--- Source data ---

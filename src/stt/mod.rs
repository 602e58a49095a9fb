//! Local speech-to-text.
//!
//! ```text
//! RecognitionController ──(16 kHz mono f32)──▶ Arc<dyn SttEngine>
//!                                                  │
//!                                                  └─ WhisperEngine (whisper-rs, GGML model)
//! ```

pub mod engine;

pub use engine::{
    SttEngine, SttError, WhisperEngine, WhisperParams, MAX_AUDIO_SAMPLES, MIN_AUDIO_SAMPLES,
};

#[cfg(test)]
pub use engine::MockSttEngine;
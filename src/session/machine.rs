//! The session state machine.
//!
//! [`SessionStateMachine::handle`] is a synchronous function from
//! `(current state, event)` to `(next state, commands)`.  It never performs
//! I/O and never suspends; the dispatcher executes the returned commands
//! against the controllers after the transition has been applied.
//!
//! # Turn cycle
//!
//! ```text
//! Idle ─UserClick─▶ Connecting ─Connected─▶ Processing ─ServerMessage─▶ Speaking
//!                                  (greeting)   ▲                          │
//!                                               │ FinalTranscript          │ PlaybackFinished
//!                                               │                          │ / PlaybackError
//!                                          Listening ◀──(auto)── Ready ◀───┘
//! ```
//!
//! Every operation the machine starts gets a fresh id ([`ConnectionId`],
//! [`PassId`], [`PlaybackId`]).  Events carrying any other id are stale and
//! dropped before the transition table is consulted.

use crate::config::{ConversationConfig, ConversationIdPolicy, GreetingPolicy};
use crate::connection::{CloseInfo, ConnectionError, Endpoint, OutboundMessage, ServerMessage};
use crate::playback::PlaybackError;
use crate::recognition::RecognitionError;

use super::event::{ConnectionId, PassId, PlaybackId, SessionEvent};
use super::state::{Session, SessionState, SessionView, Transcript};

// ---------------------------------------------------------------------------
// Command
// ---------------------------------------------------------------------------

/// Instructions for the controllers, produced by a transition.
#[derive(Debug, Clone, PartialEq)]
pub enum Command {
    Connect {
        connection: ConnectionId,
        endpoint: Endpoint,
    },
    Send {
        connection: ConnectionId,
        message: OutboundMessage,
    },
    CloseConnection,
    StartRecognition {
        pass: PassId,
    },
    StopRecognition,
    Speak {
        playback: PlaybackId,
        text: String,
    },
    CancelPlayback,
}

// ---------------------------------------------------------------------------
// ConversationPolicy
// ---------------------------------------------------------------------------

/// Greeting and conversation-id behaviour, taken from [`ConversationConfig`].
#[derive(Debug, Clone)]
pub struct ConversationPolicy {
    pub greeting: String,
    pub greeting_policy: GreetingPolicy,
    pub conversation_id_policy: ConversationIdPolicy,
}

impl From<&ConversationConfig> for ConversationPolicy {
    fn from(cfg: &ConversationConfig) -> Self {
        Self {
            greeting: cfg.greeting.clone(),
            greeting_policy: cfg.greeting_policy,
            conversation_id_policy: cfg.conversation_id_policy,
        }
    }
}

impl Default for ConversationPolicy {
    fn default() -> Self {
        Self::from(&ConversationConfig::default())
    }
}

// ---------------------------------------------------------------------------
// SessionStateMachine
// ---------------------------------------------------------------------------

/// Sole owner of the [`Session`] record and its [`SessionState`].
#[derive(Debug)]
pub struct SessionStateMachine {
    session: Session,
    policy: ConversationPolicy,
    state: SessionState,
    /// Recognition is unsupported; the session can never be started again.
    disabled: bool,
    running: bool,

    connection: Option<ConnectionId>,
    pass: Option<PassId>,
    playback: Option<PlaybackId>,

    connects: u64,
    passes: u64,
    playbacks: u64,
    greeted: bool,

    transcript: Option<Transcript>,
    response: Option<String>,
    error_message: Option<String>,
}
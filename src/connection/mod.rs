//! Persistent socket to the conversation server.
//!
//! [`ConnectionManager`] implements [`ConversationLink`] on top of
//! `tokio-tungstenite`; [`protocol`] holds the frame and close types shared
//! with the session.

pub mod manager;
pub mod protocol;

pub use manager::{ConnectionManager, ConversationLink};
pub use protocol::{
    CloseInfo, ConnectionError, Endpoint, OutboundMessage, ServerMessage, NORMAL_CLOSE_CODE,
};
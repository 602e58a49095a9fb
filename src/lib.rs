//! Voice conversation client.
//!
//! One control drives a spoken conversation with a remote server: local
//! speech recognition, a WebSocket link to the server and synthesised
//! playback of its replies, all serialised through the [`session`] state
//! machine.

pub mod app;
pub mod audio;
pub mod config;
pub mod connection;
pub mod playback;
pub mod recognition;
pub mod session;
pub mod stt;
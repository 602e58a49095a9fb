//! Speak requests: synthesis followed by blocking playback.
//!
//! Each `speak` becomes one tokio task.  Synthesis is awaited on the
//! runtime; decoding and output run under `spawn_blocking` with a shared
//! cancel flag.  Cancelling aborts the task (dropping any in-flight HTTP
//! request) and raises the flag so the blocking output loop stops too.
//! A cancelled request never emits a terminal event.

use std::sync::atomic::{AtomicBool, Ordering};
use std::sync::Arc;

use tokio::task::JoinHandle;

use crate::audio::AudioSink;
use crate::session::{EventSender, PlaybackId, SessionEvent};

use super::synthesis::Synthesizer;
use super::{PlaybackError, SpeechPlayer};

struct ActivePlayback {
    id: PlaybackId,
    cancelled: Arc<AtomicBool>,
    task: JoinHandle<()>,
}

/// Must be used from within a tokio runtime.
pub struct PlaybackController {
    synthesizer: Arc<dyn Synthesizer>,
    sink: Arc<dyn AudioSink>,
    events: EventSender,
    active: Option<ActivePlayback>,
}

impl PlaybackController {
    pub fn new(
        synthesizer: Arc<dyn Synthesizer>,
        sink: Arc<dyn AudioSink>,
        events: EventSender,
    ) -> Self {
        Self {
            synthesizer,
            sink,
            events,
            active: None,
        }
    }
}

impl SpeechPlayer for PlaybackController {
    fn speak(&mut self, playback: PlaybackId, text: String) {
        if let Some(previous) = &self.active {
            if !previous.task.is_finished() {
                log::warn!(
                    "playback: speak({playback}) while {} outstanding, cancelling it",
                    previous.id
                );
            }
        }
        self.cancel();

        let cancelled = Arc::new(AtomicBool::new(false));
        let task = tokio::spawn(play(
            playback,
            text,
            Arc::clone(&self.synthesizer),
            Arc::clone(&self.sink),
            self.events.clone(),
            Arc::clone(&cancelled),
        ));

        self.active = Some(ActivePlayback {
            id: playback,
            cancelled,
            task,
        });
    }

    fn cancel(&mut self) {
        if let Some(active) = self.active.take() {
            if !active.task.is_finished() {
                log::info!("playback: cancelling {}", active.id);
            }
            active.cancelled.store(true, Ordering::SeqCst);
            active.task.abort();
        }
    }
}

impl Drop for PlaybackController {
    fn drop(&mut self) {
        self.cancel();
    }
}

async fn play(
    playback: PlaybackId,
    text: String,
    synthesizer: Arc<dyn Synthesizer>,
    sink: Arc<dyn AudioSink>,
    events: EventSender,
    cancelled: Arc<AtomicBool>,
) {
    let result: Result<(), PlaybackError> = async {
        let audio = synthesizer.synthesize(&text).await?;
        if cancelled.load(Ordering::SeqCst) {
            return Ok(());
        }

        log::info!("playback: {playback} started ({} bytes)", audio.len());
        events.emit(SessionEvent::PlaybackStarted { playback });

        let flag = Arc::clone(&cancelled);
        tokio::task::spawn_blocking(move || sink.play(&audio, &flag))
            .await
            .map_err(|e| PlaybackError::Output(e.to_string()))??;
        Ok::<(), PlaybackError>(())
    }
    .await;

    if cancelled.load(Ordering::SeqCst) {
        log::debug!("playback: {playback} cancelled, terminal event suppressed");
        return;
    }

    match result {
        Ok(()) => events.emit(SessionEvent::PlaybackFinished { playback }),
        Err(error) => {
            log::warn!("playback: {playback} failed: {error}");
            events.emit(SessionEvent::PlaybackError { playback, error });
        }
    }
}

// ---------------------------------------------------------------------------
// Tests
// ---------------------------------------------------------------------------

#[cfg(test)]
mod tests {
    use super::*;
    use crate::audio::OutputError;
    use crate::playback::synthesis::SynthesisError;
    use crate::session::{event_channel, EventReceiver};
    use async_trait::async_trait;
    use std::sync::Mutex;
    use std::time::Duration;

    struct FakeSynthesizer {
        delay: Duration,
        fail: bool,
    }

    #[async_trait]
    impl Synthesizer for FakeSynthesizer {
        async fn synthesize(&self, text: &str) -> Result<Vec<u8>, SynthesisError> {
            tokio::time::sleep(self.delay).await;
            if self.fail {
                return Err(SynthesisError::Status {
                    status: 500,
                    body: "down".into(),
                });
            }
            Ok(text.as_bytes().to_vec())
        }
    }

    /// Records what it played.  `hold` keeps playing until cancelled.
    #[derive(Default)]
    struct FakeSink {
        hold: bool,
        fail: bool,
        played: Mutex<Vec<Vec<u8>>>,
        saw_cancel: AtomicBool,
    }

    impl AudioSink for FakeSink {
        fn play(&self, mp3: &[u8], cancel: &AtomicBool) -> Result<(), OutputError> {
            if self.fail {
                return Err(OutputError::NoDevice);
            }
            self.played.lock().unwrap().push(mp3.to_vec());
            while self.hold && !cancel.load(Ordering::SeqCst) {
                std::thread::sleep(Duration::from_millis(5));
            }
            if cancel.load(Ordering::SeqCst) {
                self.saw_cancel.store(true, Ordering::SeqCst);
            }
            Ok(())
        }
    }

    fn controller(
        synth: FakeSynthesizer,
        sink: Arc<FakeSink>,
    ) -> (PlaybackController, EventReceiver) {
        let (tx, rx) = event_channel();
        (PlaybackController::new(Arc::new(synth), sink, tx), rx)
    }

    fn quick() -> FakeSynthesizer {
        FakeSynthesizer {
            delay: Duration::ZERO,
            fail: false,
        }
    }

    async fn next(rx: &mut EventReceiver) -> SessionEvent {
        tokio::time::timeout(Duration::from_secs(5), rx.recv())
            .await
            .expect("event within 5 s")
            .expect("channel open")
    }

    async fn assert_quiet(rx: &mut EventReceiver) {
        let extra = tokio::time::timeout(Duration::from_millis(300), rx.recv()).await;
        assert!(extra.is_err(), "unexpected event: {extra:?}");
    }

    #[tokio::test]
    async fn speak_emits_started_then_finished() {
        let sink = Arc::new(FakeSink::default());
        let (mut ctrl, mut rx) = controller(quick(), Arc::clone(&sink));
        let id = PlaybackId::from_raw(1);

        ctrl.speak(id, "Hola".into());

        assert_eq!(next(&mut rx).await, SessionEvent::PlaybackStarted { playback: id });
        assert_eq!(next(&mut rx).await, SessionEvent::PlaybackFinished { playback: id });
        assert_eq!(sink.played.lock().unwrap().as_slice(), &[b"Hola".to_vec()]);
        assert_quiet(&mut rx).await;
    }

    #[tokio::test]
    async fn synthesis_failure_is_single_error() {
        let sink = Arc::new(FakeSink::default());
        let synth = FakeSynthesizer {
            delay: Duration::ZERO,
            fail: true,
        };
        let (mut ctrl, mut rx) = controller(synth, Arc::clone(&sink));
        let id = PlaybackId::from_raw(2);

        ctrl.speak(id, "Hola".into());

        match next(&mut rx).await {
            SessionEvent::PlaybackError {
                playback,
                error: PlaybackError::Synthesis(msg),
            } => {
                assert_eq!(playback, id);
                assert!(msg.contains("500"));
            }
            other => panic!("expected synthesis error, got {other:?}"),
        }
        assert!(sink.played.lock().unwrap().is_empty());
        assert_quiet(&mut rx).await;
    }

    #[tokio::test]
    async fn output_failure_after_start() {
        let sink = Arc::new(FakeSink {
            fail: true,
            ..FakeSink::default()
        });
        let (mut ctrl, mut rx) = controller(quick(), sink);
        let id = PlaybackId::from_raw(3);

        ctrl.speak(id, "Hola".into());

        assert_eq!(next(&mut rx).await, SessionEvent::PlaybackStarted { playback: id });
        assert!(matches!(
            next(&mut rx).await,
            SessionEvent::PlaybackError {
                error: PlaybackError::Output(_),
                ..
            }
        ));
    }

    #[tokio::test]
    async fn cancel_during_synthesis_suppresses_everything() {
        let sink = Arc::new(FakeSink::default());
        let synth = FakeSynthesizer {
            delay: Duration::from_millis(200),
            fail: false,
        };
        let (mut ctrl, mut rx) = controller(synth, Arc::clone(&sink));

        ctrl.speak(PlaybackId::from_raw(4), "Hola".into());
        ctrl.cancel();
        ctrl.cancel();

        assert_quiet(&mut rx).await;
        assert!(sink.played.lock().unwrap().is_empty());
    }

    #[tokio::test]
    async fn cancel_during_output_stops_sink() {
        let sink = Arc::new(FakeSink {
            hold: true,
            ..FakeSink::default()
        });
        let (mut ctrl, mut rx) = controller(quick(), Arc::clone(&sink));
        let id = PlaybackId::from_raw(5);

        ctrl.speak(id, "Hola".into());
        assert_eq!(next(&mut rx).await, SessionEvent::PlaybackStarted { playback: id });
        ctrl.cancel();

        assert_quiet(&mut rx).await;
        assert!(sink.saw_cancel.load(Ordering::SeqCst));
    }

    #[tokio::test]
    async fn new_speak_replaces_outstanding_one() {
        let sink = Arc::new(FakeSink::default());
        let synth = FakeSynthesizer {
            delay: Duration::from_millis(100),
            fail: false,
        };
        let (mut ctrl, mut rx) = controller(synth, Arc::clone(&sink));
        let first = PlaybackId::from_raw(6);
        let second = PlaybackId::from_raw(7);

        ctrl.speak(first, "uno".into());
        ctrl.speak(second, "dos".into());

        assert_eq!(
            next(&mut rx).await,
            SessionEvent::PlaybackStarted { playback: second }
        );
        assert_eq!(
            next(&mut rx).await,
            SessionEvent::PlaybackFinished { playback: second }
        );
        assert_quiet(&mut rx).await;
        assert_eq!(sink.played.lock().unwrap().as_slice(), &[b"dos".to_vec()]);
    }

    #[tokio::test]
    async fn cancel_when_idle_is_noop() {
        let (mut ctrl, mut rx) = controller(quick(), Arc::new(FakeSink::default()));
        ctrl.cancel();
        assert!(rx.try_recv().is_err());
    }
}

---

Give the number of lines containing "delay" in the entries, and no other text.

6